The Hands-On Labs continues its illustrious journey, at CF Summit Europe, located in The Foundry. Attendees bring their own laptops and they leave with insights on how to incorporate the concepts shared in the labs. What makes these labs useful to the attendees, besides the subject matter, is they are learning from Cloud Foundry experts from companies like ResilientScale, Dynatrace, SUSE, Altoros, and, of course, Stark & Wayne.
Stark & Wayne decided to sponsor the Hands-On Labs this year. Why would we do that? We’ve learned over the years, that these labs are invaluable to our clients, their engineers, and to the community as a whole. Consistently we receive feedback from our new customers that begins with “we saw you at the Hands-On Labs and wanted to see if you can help us”. With this year’s roundup, we expect no less.
This year, we challenged our European engineers to see if they could find a more cost-effective means of running the common Cloud Foundry Hands-On Lab’s infrastructure. True to form, they found a solution using Packet’s bare metal infrastructure. Come to our session to learn what we did and experience the Cloud Foundry deployment yourself. We particularly want to thank Packet for their support of this effort.
ResilientScale continues their lab of “Deploying Your First App” for the attendees that are new Cloud Foundry ecosystem. From developers to executives, attendees can experience why Cloud Foundry is successful as a Platform as a Service.

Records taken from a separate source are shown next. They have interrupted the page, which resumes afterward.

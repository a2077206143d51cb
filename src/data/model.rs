use std::collections::BTreeSet;
use std::fmt::Write as _;

use chrono::{NaiveDate, NaiveDateTime, NaiveTime};

// ---------------------------------------------------------------------------
// CollisionRecord – one row of the source CSV
// ---------------------------------------------------------------------------

/// A single collision report (one row of the source file).
///
/// Every field except the counts is optional: a cell that is absent, blank
/// or unparseable is `None`, never an error. The count columns default to
/// zero instead, so sums over them are always defined.
#[derive(Debug, Clone, Default, PartialEq)]
pub struct CollisionRecord {
    /// Calendar date of the collision.
    pub date: Option<NaiveDate>,
    /// Local time of day.
    pub time: Option<NaiveTime>,
    /// Combined timestamp; present only when both `date` and `time` parsed.
    pub datetime: Option<NaiveDateTime>,

    // Derived at load time from `datetime` / `date`.
    pub hour: Option<u32>,
    /// ISO week number (1–53).
    pub week: Option<u32>,
    pub month: Option<u32>,
    pub year: Option<i32>,

    pub borough: Option<String>,
    pub vehicle_type: Option<String>,
    pub vehicle_factor: Option<String>,

    pub persons_injured: u32,
    pub persons_killed: u32,
    pub pedestrians_injured: u32,
    pub pedestrians_killed: u32,
    pub cyclists_injured: u32,
    pub cyclists_killed: u32,
    pub motorists_injured: u32,
    pub motorists_killed: u32,

    pub latitude: Option<f64>,
    pub longitude: Option<f64>,

    /// Original cell text in header order, padded to header width.
    /// This is what export writes and what search matches against.
    pub raw: Vec<String>,
}

impl CollisionRecord {
    /// (latitude, longitude) when both are present.
    pub fn coordinates(&self) -> Option<(f64, f64)> {
        Some((self.latitude?, self.longitude?))
    }

    /// Lower-cased haystack for substring search: every original cell plus
    /// the canonical renderings of the parsed date and timestamp.
    pub fn search_text(&self) -> String {
        let mut text = self.raw.join(" ");
        if let Some(date) = self.date {
            let _ = write!(text, " {}", date.format("%Y-%m-%d"));
        }
        if let Some(datetime) = self.datetime {
            let _ = write!(text, " {}", datetime.format("%Y-%m-%d %H:%M:%S"));
        }
        text.to_lowercase()
    }
}

// ---------------------------------------------------------------------------
// CollisionDataset – the complete loaded dataset
// ---------------------------------------------------------------------------

/// The full parsed dataset with pre-computed value indices.
///
/// Immutable after load: filtering and searching hand out [`DatasetView`]s
/// (index subsets) instead of touching the records.
#[derive(Debug, Clone)]
pub struct CollisionDataset {
    /// All records in file order.
    pub records: Vec<CollisionRecord>,
    /// Trimmed header names in file order.
    pub headers: Vec<String>,
    /// Sorted unique non-missing boroughs (selector options).
    pub boroughs: BTreeSet<String>,
    /// Sorted unique non-missing vehicle types (selector options).
    pub vehicle_types: BTreeSet<String>,
    /// Earliest and latest non-missing date (date-picker bounds).
    pub date_bounds: Option<(NaiveDate, NaiveDate)>,
}

impl CollisionDataset {
    /// Build the value indices from loaded records.
    pub fn from_records(headers: Vec<String>, records: Vec<CollisionRecord>) -> Self {
        let mut boroughs = BTreeSet::new();
        let mut vehicle_types = BTreeSet::new();
        let mut date_bounds: Option<(NaiveDate, NaiveDate)> = None;

        for record in &records {
            if let Some(borough) = &record.borough {
                boroughs.insert(borough.clone());
            }
            if let Some(vehicle) = &record.vehicle_type {
                vehicle_types.insert(vehicle.clone());
            }
            if let Some(date) = record.date {
                date_bounds = Some(match date_bounds {
                    Some((min, max)) => (min.min(date), max.max(date)),
                    None => (date, date),
                });
            }
        }

        CollisionDataset {
            records,
            headers,
            boroughs,
            vehicle_types,
            date_bounds,
        }
    }

    /// Number of records.
    pub fn len(&self) -> usize {
        self.records.len()
    }

    /// Whether the dataset is empty.
    pub fn is_empty(&self) -> bool {
        self.records.is_empty()
    }

    /// A view over every record, in file order.
    pub fn full_view(&self) -> DatasetView<'_> {
        DatasetView::new(self, (0..self.records.len()).collect())
    }
}

// ---------------------------------------------------------------------------
// DatasetView – an ordered index subset of a dataset
// ---------------------------------------------------------------------------

/// A read-only, ordered subset of a dataset. Produced by the filter engine
/// and the search engine; consumed by the aggregator and the exporter.
#[derive(Debug, Clone)]
pub struct DatasetView<'a> {
    dataset: &'a CollisionDataset,
    indices: Vec<usize>,
}

impl<'a> DatasetView<'a> {
    pub fn new(dataset: &'a CollisionDataset, indices: Vec<usize>) -> Self {
        DatasetView { dataset, indices }
    }

    pub fn dataset(&self) -> &'a CollisionDataset {
        self.dataset
    }

    /// Record positions in the underlying dataset, in view order.
    pub fn indices(&self) -> &[usize] {
        &self.indices
    }

    pub fn into_indices(self) -> Vec<usize> {
        self.indices
    }

    pub fn len(&self) -> usize {
        self.indices.len()
    }

    pub fn is_empty(&self) -> bool {
        self.indices.is_empty()
    }

    /// Iterate the records of this view, in view order.
    pub fn records(&self) -> impl Iterator<Item = &'a CollisionRecord> + '_ {
        self.indices.iter().map(move |&i| &self.dataset.records[i])
    }
}

#[cfg(test)]
mod tests {
    use super::*;

    fn record(date: Option<NaiveDate>, borough: Option<&str>) -> CollisionRecord {
        CollisionRecord {
            date,
            borough: borough.map(str::to_string),
            ..CollisionRecord::default()
        }
    }

    #[test]
    fn from_records_indexes_unique_values_and_date_bounds() {
        let jan = NaiveDate::from_ymd_opt(2021, 1, 5).unwrap();
        let mar = NaiveDate::from_ymd_opt(2021, 3, 9).unwrap();
        let dataset = CollisionDataset::from_records(
            vec!["DATE".into(), "BOROUGH".into()],
            vec![
                record(Some(mar), Some("QUEENS")),
                record(Some(jan), Some("BRONX")),
                record(None, None),
                record(Some(jan), Some("BRONX")),
            ],
        );

        assert_eq!(
            dataset.boroughs.iter().collect::<Vec<_>>(),
            ["BRONX", "QUEENS"]
        );
        assert!(dataset.vehicle_types.is_empty());
        assert_eq!(dataset.date_bounds, Some((jan, mar)));
    }

    #[test]
    fn coordinates_require_both_axes() {
        let mut record = CollisionRecord::default();
        assert_eq!(record.coordinates(), None);
        record.latitude = Some(40.7);
        assert_eq!(record.coordinates(), None);
        record.longitude = Some(-73.9);
        assert_eq!(record.coordinates(), Some((40.7, -73.9)));
    }

    #[test]
    fn search_text_includes_raw_cells_and_canonical_date() {
        let record = CollisionRecord {
            date: Some(NaiveDate::from_ymd_opt(2021, 1, 15).unwrap()),
            raw: vec!["01/15/2021".into(), "BRONX".into()],
            ..CollisionRecord::default()
        };
        let text = record.search_text();
        assert!(text.contains("bronx"));
        assert!(text.contains("01/15/2021"));
        assert!(text.contains("2021-01-15"));
    }

    #[test]
    fn view_iterates_in_index_order() {
        let dataset = CollisionDataset::from_records(
            vec!["BOROUGH".into()],
            vec![
                record(None, Some("A")),
                record(None, Some("B")),
                record(None, Some("C")),
            ],
        );
        let view = DatasetView::new(&dataset, vec![2, 0]);
        let boroughs: Vec<_> = view
            .records()
            .map(|r| r.borough.as_deref().unwrap())
            .collect();
        assert_eq!(boroughs, ["C", "A"]);
    }
}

Dynatrace will demonstrate Keptn, an open-source, event-based, automated continuous operation tool managing Cloud Foundry. Find out how automating operations will save your operations team time and improve their efficiency.
SUSE will demonstrate project Quarks, one of the projects seamlessly melding Cloud Foundry and Kubernetes together. Project Quarks is about packaging Cloud Foundry’s application runtime to run on containers instead of virtual machines. The lab will demonstrate that you can use `cf push` and deploy it to a Kubernetes cluster.
Altoros upgraded its Cloud Foundry Troubleshooting Challenge from the previous Summit. Come test your skills and see if you can get the applications to deploy. Even if you have not steeped yourself in Cloud Foundry, you can still get an understanding of a typical day for a Cloud Foundry engineer.
So, take a look at the Labs on the CF Summit Schedule and choose a couple of Hands-On Labs to attend, and of course, do not forget your laptop.